Let's start at the beginning, with the big observation: that, in the UK at least, there's not much left that's truly wild. Most of our landscape, flora and fauna, has been affected, shaped, influenced or impacted by us. It's 3,000 years since our ancestors cleared the forest that once covered our island, and began farming their food rather than hunting and foraging for it. We're a smart species; we learned very quickly to destroy one thing so that another could be corralled for our benefit.

But that doesn't mean that 'wild' doesn't exist, or can't be found.

Ours is a world of extremes

The more we opt for an indoor-based convenience lifestyle, huddling in front of a TV or computer screen, tightly packed into our towns and cities, the more we’re allowing nature the freedom to do her thing. So the more time we spend indoors, the more we’re doing her a favour. But we’re the one’s in charge.

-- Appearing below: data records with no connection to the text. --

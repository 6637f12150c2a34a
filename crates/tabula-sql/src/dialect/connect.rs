use super::{Dialect, Flavor};

use regex::Regex;
use std::{collections::BTreeMap, sync::OnceLock};

/// Connection parameters extracted from a connection string.
pub type ConnectParams = BTreeMap<String, String>;

impl Dialect {
    /// Renders a native connection string.
    pub fn conn_string(
        &self,
        user: &str,
        password: &str,
        host: &str,
        dbname: &str,
        port: &str,
    ) -> String {
        match self.flavor {
            Flavor::Postgresql => format!(
                "user={user} password={password} host={host} dbname={dbname} port={port} sslmode=disable"
            ),
            Flavor::Mysql => format!(
                "{user}:{password}@tcp({host}:{port})/{dbname}?autocommit=true&parseTime=true"
            ),
            Flavor::Sqlite => format!("sqlite:{dbname}"),
        }
    }

    /// Extracts components from a native connection string.
    ///
    /// This is deliberately partial: it exists to find the database name.
    /// PostgreSQL strings are space separated `key=value` pairs (tokens
    /// without `=` are skipped). For MySQL only `dbname` is extracted, from
    /// the `/dbname?` fragment. For SQLite the whole string, minus any
    /// `sqlite:` prefix, is the `dbname`.
    pub fn parse_connect(&self, conn: &str) -> ConnectParams {
        let mut params = ConnectParams::new();

        match self.flavor {
            Flavor::Postgresql => {
                for token in conn.split_whitespace() {
                    if let Some((key, value)) = token.split_once('=') {
                        params.insert(key.to_string(), value.to_string());
                    }
                }
            }
            Flavor::Mysql => {
                static DBNAME: OnceLock<Option<Regex>> = OnceLock::new();
                let re = DBNAME.get_or_init(|| Regex::new(r"/([^/?]+)\?").ok());

                if let Some(captures) = re.as_ref().and_then(|re| re.captures(conn)) {
                    params.insert("dbname".to_string(), captures[1].to_string());
                }
            }
            Flavor::Sqlite => {
                let path = conn.strip_prefix("sqlite:").unwrap_or(conn);
                params.insert("dbname".to_string(), path.to_string());
            }
        }

        params
    }
}
use crate::{engine, Db, Result};

use tabula_core::{
    driver::operation::{QuerySql, Transaction},
    Error,
};

use std::path::Path;

/// Splits a script into statements.
///
/// Splitting is purely lexical on `;`: a semicolon inside a string literal or
/// a `--` comment splits the statement. Fragments that are empty after
/// trimming, or that are a single `/* ... */` comment, are dropped.
pub fn split_statements(script: &str) -> Vec<&str> {
    script
        .split(';')
        .map(str::trim)
        .filter(|fragment| !fragment.is_empty())
        .filter(|fragment| !(fragment.starts_with("/*") && fragment.ends_with("*/")))
        .collect()
}

/// Runs every statement of the script at `path` inside one transaction.
///
/// The first failing statement rolls the transaction back and its error is
/// returned, wrapped in [`Error::migration`] naming the script.
pub async fn run_script(db: &Db, path: impl AsRef<Path>) -> Result<()> {
    let path = path.as_ref();
    let name = path.display().to_string();

    let script = tokio::fs::read_to_string(path)
        .await
        .map_err(|err| Error::from(err).context(Error::migration(&name)))?;

    tracing::info!(script = %name, "running script");

    let mut conn = db.connection().await?;
    let conn = &mut **conn;

    engine::transaction(conn, Transaction::Start)
        .await
        .map_err(|err| err.context(Error::migration(&name)))?;

    for statement in split_statements(&script) {
        if let Err(err) = engine::exec(conn, QuerySql::execute(statement, vec![])).await {
            engine::rollback(conn, &err).await;
            return Err(err.context(Error::migration(&name)));
        }
    }

    engine::transaction(conn, Transaction::Commit)
        .await
        .map_err(|err| err.context(Error::migration(&name)))
}
use super::Error;

/// Error when the stored schema version differs from the expected one and
/// migration was not requested, or when the database is ahead of the
/// application.
#[derive(Debug)]
pub(super) struct VersionMismatchError {
    schema: Box<str>,
    found: i64,
    expected: i64,
}

impl std::error::Error for VersionMismatchError {}

impl core::fmt::Display for VersionMismatchError {
    fn fmt(&self, f: &mut core::fmt::Formatter) -> core::fmt::Result {
        write!(
            f,
            "schema `{}` is at version {} but the application expects version {}; ",
            self.schema, self.found, self.expected
        )?;
        if self.found > self.expected {
            f.write_str("the database is newer than the application")
        } else {
            f.write_str("run migrate to update the database")
        }
    }
}

impl Error {
    /// Creates a version mismatch error.
    pub fn version_mismatch(schema: impl Into<String>, found: i64, expected: i64) -> Error {
        Error::from(super::ErrorKind::VersionMismatch(VersionMismatchError {
            schema: schema.into().into(),
            found,
            expected,
        }))
    }

    /// Returns `true` if this error is a version mismatch.
    pub fn is_version_mismatch(&self) -> bool {
        self.any_kind(|kind| matches!(kind, super::ErrorKind::VersionMismatch(_)))
    }
}
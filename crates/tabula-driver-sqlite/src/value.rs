use chrono::{DateTime, NaiveDate, NaiveDateTime, Utc};
use rusqlite::{
    types::{ToSql, ToSqlOutput, Value as SqlValue, ValueRef},
    Row,
};
use tabula_core::{
    stmt::{self, Value as CoreValue},
    Error, Result,
};

/// Text layout of timestamps. Fixed-width, so text order is time order.
const DATETIME_FORMAT: &str = "%Y-%m-%d %H:%M:%S%.6f";
const DATE_FORMAT: &str = "%Y-%m-%d";

#[derive(Debug)]
pub struct Value(CoreValue);

impl From<CoreValue> for Value {
    fn from(value: CoreValue) -> Self {
        Self(value)
    }
}

impl Value {
    /// Converts this SQLite driver value into the core Tabula value.
    pub fn into_inner(self) -> CoreValue {
        self.0
    }

    /// Converts a SQLite value within a row to a Tabula value.
    ///
    /// SQLite column affinity is loose, so the expected type decides how an
    /// integer or a text value is interpreted.
    pub fn from_sql(row: &Row, index: usize, ty: stmt::Type) -> Result<Self> {
        let value: SqlValue = row.get(index).map_err(Error::driver_operation_failed)?;

        let core_value = match value {
            SqlValue::Null => stmt::Value::Null,
            SqlValue::Integer(value) => match ty {
                stmt::Type::Bool => stmt::Value::Bool(value != 0),
                stmt::Type::I32 => match i32::try_from(value) {
                    Ok(value) => stmt::Value::I32(value),
                    Err(_) => return Err(Error::type_conversion(stmt::Value::I64(value), "i32")),
                },
                stmt::Type::F64 => stmt::Value::F64(value as f64),
                _ => stmt::Value::I64(value),
            },
            SqlValue::Real(value) => stmt::Value::F64(value),
            SqlValue::Text(value) => match ty {
                stmt::Type::ChronoDateTimeUtc => {
                    stmt::Value::ChronoDateTimeUtc(parse_datetime(&value)?.and_utc())
                }
                stmt::Type::ChronoNaiveDateTime => {
                    stmt::Value::ChronoNaiveDateTime(parse_datetime(&value)?)
                }
                stmt::Type::ChronoNaiveDate => stmt::Value::ChronoNaiveDate(
                    NaiveDate::parse_from_str(&value, DATE_FORMAT)
                        .map_err(Error::driver_operation_failed)?,
                ),
                stmt::Type::Bytes => stmt::Value::Bytes(value.into_bytes()),
                _ => stmt::Value::String(value),
            },
            SqlValue::Blob(value) => match ty {
                stmt::Type::String => stmt::Value::String(
                    String::from_utf8(value).map_err(Error::driver_operation_failed)?,
                ),
                _ => stmt::Value::Bytes(value),
            },
        };

        Ok(Value(core_value))
    }
}

/// Parses the stored timestamp layout, falling back to RFC 3339 for rows
/// written by other tools.
fn parse_datetime(text: &str) -> Result<NaiveDateTime> {
    NaiveDateTime::parse_from_str(text, "%Y-%m-%d %H:%M:%S%.f")
        .or_else(|_| DateTime::parse_from_rfc3339(text).map(|v| v.with_timezone(&Utc).naive_utc()))
        .map_err(Error::driver_operation_failed)
}

impl ToSql for Value {
    fn to_sql(&self) -> rusqlite::Result<ToSqlOutput<'_>> {
        use stmt::Value;

        match &self.0 {
            Value::Bool(true) => Ok(ToSqlOutput::Owned(SqlValue::Integer(1))),
            Value::Bool(false) => Ok(ToSqlOutput::Owned(SqlValue::Integer(0))),
            Value::I32(v) => Ok(ToSqlOutput::Owned(SqlValue::Integer(*v as i64))),
            Value::I64(v) => Ok(ToSqlOutput::Owned(SqlValue::Integer(*v))),
            Value::F64(v) => Ok(ToSqlOutput::Owned(SqlValue::Real(*v))),
            Value::String(v) => Ok(ToSqlOutput::Borrowed(ValueRef::Text(v.as_bytes()))),
            Value::Bytes(v) => Ok(ToSqlOutput::Borrowed(ValueRef::Blob(&v[..]))),
            Value::ChronoDateTimeUtc(v) => Ok(ToSqlOutput::Owned(SqlValue::Text(
                v.naive_utc().format(DATETIME_FORMAT).to_string(),
            ))),
            Value::ChronoNaiveDateTime(v) => Ok(ToSqlOutput::Owned(SqlValue::Text(
                v.format(DATETIME_FORMAT).to_string(),
            ))),
            Value::ChronoNaiveDate(v) => Ok(ToSqlOutput::Owned(SqlValue::Text(
                v.format(DATE_FORMAT).to_string(),
            ))),
            Value::Null => Ok(ToSqlOutput::Owned(SqlValue::Null)),
        }
    }
}
#[macro_use]
mod macros;


mod db_test;
pub use db_test::{exec, query_i64, DbTest};

pub use exec_log::ExecLog;

mod isolation;

pub use logging_driver::{DriverOp, FailOn, LoggingDriver};

pub use std_util::*;

use tabula::{Db, Result};
use tabula_core::Driver;

/// Column kinds used by test tables, mapped to DDL per backend.
#[derive(Debug, Clone, Copy, PartialEq, Eq)]
pub enum Column {
    /// Auto-generated integer primary key
    Id,
    Text,
    OptionalText,
    UniqueText,
    Int,
    Timestamp,
}

#[async_trait::async_trait]
pub trait Setup: Send + Sync + 'static {
    fn driver(&self) -> Result<Box<dyn Driver>>;

    /// Schema the test's tables live in. Unique per test on shared servers.
    fn schema(&self) -> String;

    /// Column definition for `column` in this backend's DDL.
    fn column_type(&self, column: Column) -> &'static str;

    /// Runs once after connecting, before the test body.
    async fn prepare(&self, _db: &Db) -> Result<()> {
        Ok(())
    }

    /// Drops everything the test created.
    async fn cleanup(&self, _db: &Db) -> Result<()> {
        Ok(())
    }
}
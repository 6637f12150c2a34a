use super::Error;

/// Error from the connection pool.
#[derive(Debug)]
pub(super) struct ConnectionPoolError {
    pub(super) inner: Box<dyn std::error::Error + Send + Sync>,
}

impl std::error::Error for ConnectionPoolError {
    fn source(&self) -> Option<&(dyn std::error::Error + 'static)> {
        Some(self.inner.as_ref())
    }
}

impl core::fmt::Display for ConnectionPoolError {
    fn fmt(&self, f: &mut core::fmt::Formatter) -> core::fmt::Result {
        core::fmt::Display::fmt(&self.inner, f)?;
        let mut source = self.inner.source();
        while let Some(err) = source {
            write!(f, ": {}", err)?;
            source = err.source();
        }
        Ok(())
    }
}

impl Error {
    /// Creates an error from a connection pool failure (deadpool build or checkout errors).
    pub fn connection_pool(err: impl std::error::Error + Send + Sync + 'static) -> Error {
        Error::from(super::ErrorKind::ConnectionPool(ConnectionPoolError {
            inner: Box::new(err),
        }))
    }

    /// Returns `true` if this error came from the connection pool.
    pub fn is_connection_pool(&self) -> bool {
        self.any_kind(|kind| matches!(kind, super::ErrorKind::ConnectionPool(_)))
    }
}
use chrono::{DateTime, NaiveDate, NaiveDateTime, Utc};

use crate::{stmt::Value, Error};

macro_rules! impl_chrono_conversions {
    ($chrono:ty, $name:ident) => {
        impl From<$chrono> for Value {
            fn from(value: $chrono) -> Self {
                Self::$name(value)
            }
        }

        impl From<&$chrono> for Value {
            fn from(value: &$chrono) -> Self {
                Self::$name(*value)
            }
        }
    };
}

impl_chrono_conversions!(DateTime<Utc>, ChronoDateTimeUtc);
impl_chrono_conversions!(NaiveDateTime, ChronoNaiveDateTime);
impl_chrono_conversions!(NaiveDate, ChronoNaiveDate);

// Drivers without a zoned timestamp type hand back naive values; they are
// interpreted as UTC.
impl TryFrom<Value> for DateTime<Utc> {
    type Error = Error;

    fn try_from(value: Value) -> Result<Self, Self::Error> {
        match value {
            Value::ChronoDateTimeUtc(v) => Ok(v),
            Value::ChronoNaiveDateTime(v) => Ok(v.and_utc()),
            _ => Err(Error::type_conversion(value, "DateTime<Utc>")),
        }
    }
}

impl TryFrom<Value> for NaiveDateTime {
    type Error = Error;

    fn try_from(value: Value) -> Result<Self, Self::Error> {
        match value {
            Value::ChronoNaiveDateTime(v) => Ok(v),
            Value::ChronoDateTimeUtc(v) => Ok(v.naive_utc()),
            _ => Err(Error::type_conversion(value, "NaiveDateTime")),
        }
    }
}

impl TryFrom<Value> for NaiveDate {
    type Error = Error;

    fn try_from(value: Value) -> Result<Self, Self::Error> {
        match value {
            Value::ChronoNaiveDate(v) => Ok(v),
            Value::ChronoNaiveDateTime(v) => Ok(v.date()),
            _ => Err(Error::type_conversion(value, "NaiveDate")),
        }
    }
}
//! SQL text generation for each supported backend.
//!
//! A [`Dialect`] renders the fixed set of statement templates the table
//! engine and the migration runner need. It is a pure string builder: it never
//! touches a connection and never fails.

mod dialect;
pub use dialect::{ConnectParams, Dialect, Flavor, Placeholder};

We can’t allow the irony that we’re the ones becoming corralled and domesticated.

Scared of the dark?

The outdoors, to us, becomes more ‘wild’ when we consider our ‘protected’ indoor existence. Dare I say, it becomes unknown and scary to some. All those sharp toothed, spindly legged, or slimy skinned beasties prowling around wanting to startle or eat us. How brave one must be to venture into this terrifyingly strange, cold, wet, quiet and dirty world?

Let the sun shine a little on that which you don’t know

It’s not that scary out there. There’s more chance of us getting injured in a crowd of people than there is when we’re alone in the wild. In fact, the more we get to know the outdoors, the more it seems like home. 

Get out there. It’s where we belong. Being part of nature

Modern Man is but a toddling infant on this ancient planet. Comparatively speaking, we’re little more than apes wielding the club of our making. There’s still a lot within us that’s connected to our cave-dwelling, tree swinging, nature worshipping past. We are children of the woods, whether we acknowledge it or not. Our place is ‘out there’ where we belong.

But there’s not much of it left

A farm field might appear wild to some, but it’s not. To find wild things you have to focus your gaze a little closer on the small things in those out of way places. This could be a spider’s web in a garden shed, or an eagle nesting in an inaccessible ravine; nature is to be found anywhere, in the ‘in between’ and ‘left alone’ places. We just need to look.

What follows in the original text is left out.